People v. Stringham
California Court for Appeal for the First District
206 Cal. App. 3d 184 (1988)
Guy Stringham (defendant), along with others, beat and abducted Paul Snipes for allegedly stealing from them. Stringham participated in the beating and handed a gun to a friend, who killed Snipes. Stringham was originally charged with murder by torture, a capital offense. However, the prosecutor agreed to accept a guilty plea to voluntary manslaughter, because he believed he would not be able to get testimony from two important witnesses, including a detective who elicited Stringham’s confession, but who subsequently had a heart attack. Snipes’s family strongly rejected the plea bargain and accused the prosecutor and judge of bias. A new judge, Judge Buffington, was brought in from another county to handle the case. A hearing was conducted on January 23, 1987, during which Snipes’s father was permitted to read a statement in which he ardently opposed the plea bargain and said that Stringham was a murderer and should be prosecuted as one. Judge Buffington told Snipes he could write a letter to the court including any further comments that would also be considered in the sentencing decision. The matter was rescheduled for January 30, when both parties requested acceptance of the plea bargain.
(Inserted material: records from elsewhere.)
use anyhow::{Context, Result};
use std::fs;
use std::path::{Path, PathBuf};

use super::basename::path_extension;
use super::rules::RESOURCE_FORK_ATTR;
use super::types::{Findings, StripConfig};
use super::xattrs::AttributeStore;

/// Prefix of the directory created for stripped copies
pub const STRIP_DIR_PREFIX: &str = "stripped_files";

/// Create a fresh, persistent directory for stripped copies
///
/// Lives under the home directory when one is known, otherwise under the system temp dir.
pub fn create_strip_destination() -> Result<PathBuf> {
    let parent = dirs::home_dir().unwrap_or_else(std::env::temp_dir);
    let dir = tempfile::Builder::new()
        .prefix(STRIP_DIR_PREFIX)
        .tempdir_in(&parent)
        .with_context(|| format!("Failed to create strip destination in {}", parent.display()))?;
    Ok(dir.keep())
}

/// Destination for a stripped copy: the source path flattened into one file name
pub fn flattened_destination(destination: &Path, source: &Path) -> PathBuf {
    let flat = source.to_string_lossy().replace('/', "__");
    destination.join(flat)
}

/// Copies the data fork of resource-fork-bearing files out of the scanned tree
pub struct StrippedCopyWriter<'a> {
    attributes: &'a dyn AttributeStore,
    config: &'a StripConfig,
}

impl<'a> StrippedCopyWriter<'a> {
    pub fn new(attributes: &'a dyn AttributeStore, config: &'a StripConfig) -> Self {
        Self { attributes, config }
    }

    /// Copy `path` if it carries a non-empty resource fork; returns the number of copies made
    pub fn copy(&self, path: &Path, attributes: &[String], findings: &mut Findings) -> usize {
        if self.config.skip_extensions.contains(&path_extension(path)) {
            return 0;
        }

        if !attributes.iter().any(|name| name == RESOURCE_FORK_ATTR) {
            return 0;
        }

        match self.attributes.get(path, RESOURCE_FORK_ATTR) {
            Ok(Some(fork)) if !fork.is_empty() => {}
            _ => return 0,
        }

        let dest = flattened_destination(&self.config.destination, path);
        match copy_data_fork(path, &dest) {
            Ok(()) => {
                findings.info(format!("Copied data-only version to {}", dest.display()));
                1
            }
            Err(e) => {
                findings.error(format!("{e:#}"));
                0
            }
        }
    }
}

fn copy_data_fork(source: &Path, dest: &Path) -> Result<()> {
    let data = fs::read(source)
        .with_context(|| format!("Failed to read data fork of {}", source.display()))?;
    fs::write(dest, data).with_context(|| format!("Failed to write {}", dest.display()))?;
    Ok(())
}

#[cfg(test)]
mod tests {
    use super::*;
    use crate::scanner::types::{Severity, parse_skip_list};
    use std::io;
    use tempfile::TempDir;

    struct Fork(Vec<u8>);

    impl AttributeStore for Fork {
        fn list(&self, _path: &Path) -> io::Result<Vec<String>> {
            Ok(vec![RESOURCE_FORK_ATTR.to_string()])
        }

        fn get(&self, _path: &Path, _name: &str) -> io::Result<Option<Vec<u8>>> {
            Ok(Some(self.0.clone()))
        }
    }

    fn fork_attrs() -> Vec<String> {
        vec![RESOURCE_FORK_ATTR.to_string()]
    }

    #[test]
    fn test_flattened_destination() {
        let dest = flattened_destination(Path::new("/home/me/stripped_files1"), Path::new("/tmp/root/a/b.doc"));
        assert_eq!(dest, PathBuf::from("/home/me/stripped_files1/__tmp__root__a__b.doc"));
    }

    #[test]
    fn test_copies_data_fork_only() {
        let tree = TempDir::new().unwrap();
        let out = TempDir::new().unwrap();
        let source = tree.path().join("letter.doc");
        fs::write(&source, b"visible content").unwrap();

        let config = StripConfig {
            destination: out.path().to_path_buf(),
            skip_extensions: parse_skip_list("png,jpg"),
        };
        let store = Fork(vec![9; 64]);
        let writer = StrippedCopyWriter::new(&store, &config);
        let mut findings = Findings::new();

        assert_eq!(writer.copy(&source, &fork_attrs(), &mut findings), 1);

        let dest = flattened_destination(out.path(), &source);
        assert_eq!(fs::read(&dest).unwrap(), b"visible content");
        assert_eq!(findings.count(Severity::Info), 1);
    }

    #[test]
    fn test_skipped_extension() {
        let tree = TempDir::new().unwrap();
        let out = TempDir::new().unwrap();
        let source = tree.path().join("photo.PNG");
        fs::write(&source, b"png").unwrap();

        let config = StripConfig {
            destination: out.path().to_path_buf(),
            skip_extensions: parse_skip_list("png,jpg"),
        };
        let store = Fork(vec![9; 64]);
        let writer = StrippedCopyWriter::new(&store, &config);
        let mut findings = Findings::new();

        assert_eq!(writer.copy(&source, &fork_attrs(), &mut findings), 0);
        assert!(findings.is_empty());
        assert_eq!(fs::read_dir(out.path()).unwrap().count(), 0);
    }

    #[test]
    fn test_empty_fork_not_copied() {
        let tree = TempDir::new().unwrap();
        let out = TempDir::new().unwrap();
        let source = tree.path().join("letter.doc");
        fs::write(&source, b"x").unwrap();

        let config = StripConfig {
            destination: out.path().to_path_buf(),
            skip_extensions: Default::default(),
        };
        let store = Fork(Vec::new());
        let writer = StrippedCopyWriter::new(&store, &config);
        let mut findings = Findings::new();

        assert_eq!(writer.copy(&source, &fork_attrs(), &mut findings), 0);
        assert_eq!(writer.copy(&source, &[], &mut findings), 0);
    }

    #[test]
    fn test_write_failure_is_a_finding() {
        let tree = TempDir::new().unwrap();
        let source = tree.path().join("letter.doc");
        fs::write(&source, b"x").unwrap();

        let config = StripConfig {
            destination: tree.path().join("does-not-exist"),
            skip_extensions: Default::default(),
        };
        let store = Fork(vec![1]);
        let writer = StrippedCopyWriter::new(&store, &config);
        let mut findings = Findings::new();

        assert_eq!(writer.copy(&source, &fork_attrs(), &mut findings), 0);
        assert_eq!(findings.count(Severity::Error), 1);
    }
}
The prosecutor outlined various obstacles to a murder conviction; however, Judge Buffington decided that the case should still be tried. Stringham was convicted of second-degree murder and kidnapping, and given consecutive sentences. Stringham appealed, arguing that it was inappropriate for Snipes’s father to make a statement at the hearing, because it was not yet a technical sentencing hearing at which next of kin have a right to be heard. Stringham also challenged the content of Snipes’s father's comments, complaining that they were inflammatory and distracting in violation of the Eighth Amendment.